Each record below must be returned exactly as shown.

*** Records for the task

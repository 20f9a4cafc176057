//! Entities of the `hdmf-common` namespace: generic containers, datasets, and tables.

pub mod container;
pub mod data;
pub mod table;

pub use container::Container;
pub use data::Data;
pub use table::{DynamicTable, DynamicTableRegion, ElementIdentifiers, VectorData};

/// Namespace of the common data-model types.
pub const HDMF_COMMON: &str = "hdmf-common";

******

◆ **Written answer**
repository 20f9a4cafc176057
//! Entities of the `hdmf-common` namespace: generic containers, datasets, and tables.

pub mod container;
pub mod data;
pub mod table;

pub use container::Container;
pub use data::Data;
pub use table::{DynamicTable, DynamicTableRegion, ElementIdentifiers, VectorData};

/// Namespace of the common data-model types.
pub const HDMF_COMMON: &str = "hdmf-common";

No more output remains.